A new source to check online rumors, from a long-time expert in news corrections


They certainly wasted no money on designers.

If you're a reporter you've heard of Craig Silverman, who has made a name (and at least a partial living) analyzing corrections and errors by newspaper and broadcast journalists. He started out mostly poking fun via a blog/website/whatever called Regret the Error, but has expanded over the years into analyzing errors and offering suggestions for improving journalists' work. I use his accuracy checklist often.

Silverman is now targeting Internet rumors, partly because they have a bad habit of morphing into news accounts. He has a new site called (note the URL suffix) as part of the Tow Center for Digital Journalism at Columbia University, which seeks to provide sourcing and determine which are real and which aren't.
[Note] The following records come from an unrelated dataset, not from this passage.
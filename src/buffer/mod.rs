mod buffer_pool;
mod lock_manager;
mod lru_replacer;
mod stats;

pub use buffer_pool::*;
pub use lock_manager::*;
pub use lru_replacer::*;
pub use stats::*;
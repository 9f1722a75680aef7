use std::collections::HashMap;

use crate::common::PageId;

const NIL: usize = usize::MAX;

#[derive(Debug)]
struct Node {
    page_id: PageId,
    prev: usize,
    next: usize,
}

/// Strict LRU ordering over cached pages.
///
/// Nodes live in an arena and link to each other by index, giving O(1)
/// promotion, removal and victim selection. `head` is the most recently used
/// page and `tail` the least recently used one. Freed arena slots are reused.
///
/// The replacer is not synchronized; the buffer pool mutates it only while
/// holding its state lock, so the chain ends always match the true chain.
#[derive(Debug)]
pub struct LruReplacer {
    nodes: Vec<Node>,
    index: HashMap<PageId, usize>,
    free: Vec<usize>,
    head: usize,
    tail: usize,
}

impl LruReplacer {
    pub fn new() -> Self {
        Self::with_capacity(0)
    }

    pub fn with_capacity(capacity: usize) -> Self {
        Self {
            nodes: Vec::with_capacity(capacity),
            index: HashMap::with_capacity(capacity),
            free: Vec::new(),
            head: NIL,
            tail: NIL,
        }
    }

    /// Records an access, making `page_id` the most recently used page.
    /// Untracked pages start being tracked.
    pub fn record_access(&mut self, page_id: PageId) {
        if let Some(&idx) = self.index.get(&page_id) {
            self.unlink(idx);
            self.push_front(idx);
            return;
        }

        let node = Node {
            page_id,
            prev: NIL,
            next: NIL,
        };
        let idx = match self.free.pop() {
            Some(idx) => {
                self.nodes[idx] = node;
                idx
            }
            None => {
                self.nodes.push(node);
                self.nodes.len() - 1
            }
        };
        self.index.insert(page_id, idx);
        self.push_front(idx);
    }

    /// Returns the least recently used page without removing it.
    pub fn victim(&self) -> Option<PageId> {
        if self.tail == NIL {
            None
        } else {
            Some(self.nodes[self.tail].page_id)
        }
    }

    /// Removes and returns the least recently used page.
    #[cfg(test)]
    pub fn evict(&mut self) -> Option<PageId> {
        let page_id = self.victim()?;
        self.remove(page_id);
        Some(page_id)
    }

    /// Stops tracking `page_id`. No-op if it is not tracked.
    pub fn remove(&mut self, page_id: PageId) {
        if let Some(idx) = self.index.remove(&page_id) {
            self.unlink(idx);
            self.free.push(idx);
        }
    }

    #[cfg(test)]
    pub fn contains(&self, page_id: PageId) -> bool {
        self.index.contains_key(&page_id)
    }

    /// Returns the number of tracked pages.
    pub fn size(&self) -> usize {
        self.index.len()
    }

    /// Tracked pages from most to least recently used.
    pub fn iter(&self) -> impl Iterator<Item = PageId> + '_ {
        let mut cur = self.head;
        std::iter::from_fn(move || {
            if cur == NIL {
                return None;
            }
            let node = &self.nodes[cur];
            cur = node.next;
            Some(node.page_id)
        })
    }

    fn unlink(&mut self, idx: usize) {
        let (prev, next) = (self.nodes[idx].prev, self.nodes[idx].next);
        if prev == NIL {
            self.head = next;
        } else {
            self.nodes[prev].next = next;
        }
        if next == NIL {
            self.tail = prev;
        } else {
            self.nodes[next].prev = prev;
        }
        self.nodes[idx].prev = NIL;
        self.nodes[idx].next = NIL;
    }

    fn push_front(&mut self, idx: usize) {
        self.nodes[idx].prev = NIL;
        self.nodes[idx].next = self.head;
        if self.head != NIL {
            self.nodes[self.head].prev = idx;
        }
        self.head = idx;
        if self.tail == NIL {
            self.tail = idx;
        }
    }
}

impl Default for LruReplacer {
    fn default() -> Self {
        Self::new()
    }
}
Snopes is a much older version of the same idea. It's created by couple, and is popular enough that it has been attacked by groups who don't like being debunked.

Part of me thinks this is hopeless - it's so incredibly difficult to tell truth from fiction online, when all "news" sources look the same, that killing rumors is Whac-a-mole to the Nth degree. But I suppose you have to try.

The most typographically difficult sentence in New Hampshire law


Quick! Call an industrial chemist!

Writing a story about "spice," the synthetic marijuana that is causing law enforcement and health-care headaches, I discovered the most typographically interesting sentence in the New Hampshire Revised Statutes Annotated (RSAs), or state law:

"Synthetic cannabinoid agonists or piperazines” means any chemical compound that contains Benzylpiperazine; Trifluoromethylphenylpiperazine; 1,1-Dimethylheptyl-ll-hydroxytetra-hydrocannabinol; 1-Butyl-3-(1-naphthoyl)indole; 1-Pentyl-3-(1-naphthoyl)indole; dexanabinol; or 2-[(1R,3S)-3-hydroxycyclohexyl] -5-(2-methyloctan -2-yl)phenol).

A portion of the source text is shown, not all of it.